En l'espèce, la Cour de cassation n'évoque pas la nullité de la dénonciation intervenue sans que le comité ait été préalablement consulté, mais souligne que celle-ci "demeure sans effet jusqu'à l'accomplissement de cette formalité". Le résultat est, cependant, le même, puisque cette absence d'effet conduit à retenir que l'accord irrégulièrement dénoncé reste en vigueur. En ne consultant pas le comité d'entreprise, l'employeur ne viole pas seulement les prérogatives de cette institution, il porte atteinte au droit des salariés de participer, par l'intermédiaire de leurs délégués, à la détermination collective de leurs conditions de travail et à la gestion de l'entreprise. La nullité de l'acte juridique, ou encore son absence d'effets, est, de ce fait, parfaitement justifiée.

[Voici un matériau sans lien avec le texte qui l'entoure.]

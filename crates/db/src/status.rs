//! Database facts reported by the status endpoint.

use serde::Serialize;

use crate::DbPool;

/// Server version and connection usage of the connected database.
#[derive(Debug, Clone, PartialEq, Eq, Serialize)]
pub struct DatabaseStatus {
    pub version: String,
    pub max_connections: i32,
    /// Backends currently attached to this database, including our own.
    pub opened_connections: i32,
}

/// Read [`DatabaseStatus`] from the server.
pub async fn database_status(pool: &DbPool) -> Result<DatabaseStatus, sqlx::Error> {
    let version: String = sqlx::query_scalar("SHOW server_version")
        .fetch_one(pool)
        .await?;

    let max_connections: i32 =
        sqlx::query_scalar("SELECT current_setting('max_connections')::int")
            .fetch_one(pool)
            .await?;

    let opened_connections: i32 = sqlx::query_scalar(
        "SELECT count(*)::int FROM pg_stat_activity WHERE datname = current_database()",
    )
    .fetch_one(pool)
    .await?;

    Ok(DatabaseStatus {
        version,
        max_connections,
        opened_connections,
    })
}
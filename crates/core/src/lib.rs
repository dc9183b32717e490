//! Domain layer of the identity and session engine.
//!
//! Nothing in this crate performs I/O: persistence lives in `warden-db` and
//! the HTTP boundary in `warden-api`.

pub mod clock;
pub mod error;
pub mod identity;
pub mod session;
pub mod types;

Au-delà, il faut encore admettre que le juge des référés est à même, en vertu des pouvoirs qui lui sont conférés par l'article 809 du Code de procédure civile (N° Lexbase : L3104ADC), de prescrire les mesures conservatoires ou de remise en état qui s'imposent, soit pour prévenir un dommage imminent, soit pour faire cesser un trouble manifestement illicite. Il peut, par suite, prononcer la suspension des décisions arrêtées par le chef d'entreprise sans avoir été soumises, pour avis, au comité d'entreprise. L'arrêt rapporté démontre que le juge des référés peut, en outre, mettre fin à des mesures prises par le chef d'entreprise consécutivement à la décision qui aurait dû être soumise au comité d'entreprise. Il s'agissait, en l'espèce, d'une note de service relative à l'aménagement et à la réduction du temps de travail (11).

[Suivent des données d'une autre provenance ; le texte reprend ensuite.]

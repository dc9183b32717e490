pub mod sessions;
pub mod status;
pub mod user;
pub mod users;

use axum::Router;

use crate::state::AppState;

/// Build the `/api/v1` route tree.
///
/// Route hierarchy:
///
/// ```text
/// /users                 create (public)
/// /users/{username}      get (public), patch (requires session)
///
/// /sessions              login (public), logout (requires session)
///
/// /user                  current identity (requires session, renews it)
///
/// /status                server time and database health (public)
/// ```
///
/// Every path answers unsupported methods with `405 MethodNotAllowedError`.
pub fn api_routes() -> Router<AppState> {
    Router::new()
        .merge(users::router())
        .merge(sessions::router())
        .merge(user::router())
        .merge(status::router())
}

Ainsi que nous l'avons vu précédemment, dans la mesure où la dénonciation irrégulière ne produit aucun effet, l'acte juridique affecté par celle-ci reste en vigueur tant que cette formalité n'a pas été accomplie. On imagine, sans peine, les conséquences pratiques d'une telle sanction : tous les accords collectifs dénoncés sans que le comité d'entreprise ait été consulté préalablement sont restés en vigueur dans les entreprises concernées et les salariés sont donc à même de s'en prévaloir.

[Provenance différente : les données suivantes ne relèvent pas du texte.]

//! Session lifetime rules, token generation and cookie directives.
//!
//! Sessions use a sliding window: every authenticated request that presents a
//! still-valid token pushes `expires_at` to `now + EXPIRATION`.

use std::fmt;

use chrono::Duration;
use rand::RngCore;

use crate::types::Timestamp;

// ---------------------------------------------------------------------------
// Constants
// ---------------------------------------------------------------------------

/// Session time-to-live: 30 days, in milliseconds.
pub const EXPIRATION_IN_MILLISECONDS: i64 = 30 * 24 * 60 * 60 * 1000;

/// Bytes of randomness behind each session token.
pub const TOKEN_BYTES: usize = 96;

/// Name of the cookie carrying the session token.
pub const COOKIE_NAME: &str = "session_id";

/// Value written into the cookie when the client must forget its session.
pub const INVALID_COOKIE_VALUE: &str = "invalid";

/// `Cache-Control` for responses that reflect live session state.
pub const NO_STORE_CACHE_CONTROL: &str = "no-store, no-cache, max-age=0, must-revalidate";

/// Session TTL as a [`Duration`].
pub fn expiration() -> Duration {
    Duration::milliseconds(EXPIRATION_IN_MILLISECONDS)
}

/// Absolute expiry for a session created or renewed at `now`.
pub fn expires_at_from(now: Timestamp) -> Timestamp {
    now + expiration()
}

// ---------------------------------------------------------------------------
// State
// ---------------------------------------------------------------------------

/// Observable state of a session row that still exists.
///
/// A revoked session has no row, so callers see it the same way as an
/// expired one.
#[derive(Debug, Clone, Copy, PartialEq, Eq)]
pub enum SessionState {
    Active,
    Expired,
}

impl SessionState {
    pub fn at(expires_at: Timestamp, now: Timestamp) -> Self {
        if now < expires_at {
            Self::Active
        } else {
            Self::Expired
        }
    }
}

// ---------------------------------------------------------------------------
// Tokens
// ---------------------------------------------------------------------------

/// Generate a fresh opaque session token: [`TOKEN_BYTES`] random bytes from
/// the thread-local CSPRNG, lowercase hex encoded.
pub fn generate_token() -> String {
    let mut bytes = [0u8; TOKEN_BYTES];
    rand::rng().fill_bytes(&mut bytes);
    hex_encode(&bytes)
}

fn hex_encode(bytes: &[u8]) -> String {
    use std::fmt::Write;
    bytes
        .iter()
        .fold(String::with_capacity(bytes.len() * 2), |mut out, b| {
            let _ = write!(out, "{b:02x}");
            out
        })
}

// ---------------------------------------------------------------------------
// Cookie directives
// ---------------------------------------------------------------------------

/// What the boundary layer must tell the client about its session cookie.
#[derive(Debug, Clone, PartialEq, Eq)]
pub struct SessionCookie {
    pub value: String,
    pub max_age_secs: i64,
}

impl SessionCookie {
    /// Cookie issued on login and re-issued on every renewal.
    pub fn issue(token: &str) -> Self {
        Self {
            value: token.to_string(),
            max_age_secs: EXPIRATION_IN_MILLISECONDS / 1000,
        }
    }

    /// Cookie that makes the client drop its session immediately.
    pub fn clear() -> Self {
        Self {
            value: INVALID_COOKIE_VALUE.to_string(),
            max_age_secs: -1,
        }
    }
}

impl fmt::Display for SessionCookie {
    /// Renders the `Set-Cookie` header value.
    fn fmt(&self, f: &mut fmt::Formatter<'_>) -> fmt::Result {
        write!(
            f,
            "{COOKIE_NAME}={}; Max-Age={}; Path=/; HttpOnly",
            self.value, self.max_age_secs
        )
    }
}

/// Pull the session token out of a `Cookie` request header value.
///
/// Returns `None` when the cookie is absent or empty.
pub fn token_from_cookie_header(header: &str) -> Option<&str> {
    header
        .split(';')
        .filter_map(|pair| pair.trim().split_once('='))
        .find(|(name, _)| *name == COOKIE_NAME)
        .map(|(_, value)| value.trim())
        .filter(|value| !value.is_empty())
}

#[cfg(test)]
mod tests {
    use super::*;
    use chrono::Utc;

    #[test]
    fn expiration_is_thirty_days() {
        assert_eq!(expiration(), Duration::days(30));
        assert_eq!(EXPIRATION_IN_MILLISECONDS, 2_592_000_000);
    }

    #[test]
    fn tokens_are_hex_and_unique() {
        let a = generate_token();
        let b = generate_token();
        assert_eq!(a.len(), TOKEN_BYTES * 2);
        assert!(a.chars().all(|c| c.is_ascii_hexdigit() && !c.is_ascii_uppercase()));
        assert_ne!(a, b);
    }

    #[test]
    fn state_flips_exactly_at_expiry() {
        let now = Utc::now();
        let expires = expires_at_from(now);
        assert_eq!(SessionState::at(expires, now), SessionState::Active);
        assert_eq!(
            SessionState::at(expires, expires - Duration::milliseconds(1)),
            SessionState::Active
        );
        assert_eq!(SessionState::at(expires, expires), SessionState::Expired);
    }

    #[test]
    fn issued_cookie_renders_ttl_in_seconds() {
        let cookie = SessionCookie::issue("abc123");
        assert_eq!(
            cookie.to_string(),
            "session_id=abc123; Max-Age=2592000; Path=/; HttpOnly"
        );
    }

    #[test]
    fn cleared_cookie_expires_immediately() {
        assert_eq!(
            SessionCookie::clear().to_string(),
            "session_id=invalid; Max-Age=-1; Path=/; HttpOnly"
        );
    }

    #[test]
    fn reads_token_among_other_cookies() {
        assert_eq!(
            token_from_cookie_header("theme=dark; session_id=deadbeef; lang=pt"),
            Some("deadbeef")
        );
        assert_eq!(token_from_cookie_header("session_id=cafe"), Some("cafe"));
    }

    #[test]
    fn missing_or_empty_cookie_yields_none() {
        assert_eq!(token_from_cookie_header("theme=dark"), None);
        assert_eq!(token_from_cookie_header("session_id="), None);
        assert_eq!(token_from_cookie_header(""), None);
    }
}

Lourde de conséquences pour l'employeur, cette situation peut, cependant, être, à notre sens, évitée, si un accord a été conclu avant la fin de la période de survie de l'acte dénoncé. On sait qu'un tel accord se substitue immédiatement à celui qui a été dénoncé, quand bien même il serait moins favorable. En outre, il convient de rappeler que la Cour de cassation a expressément exclu que l'application d'une convention collective conclue en violation des prérogatives du comité puisse être suspendue par le juge (12). Si cette solution peut être critiquée en ce qu'elle constitue une exception difficilement compréhensible au regard de la jurisprudence de la Cour de cassation sur les sanctions de l'absence de consultation du comité, elle prend, ici, un sens nouveau.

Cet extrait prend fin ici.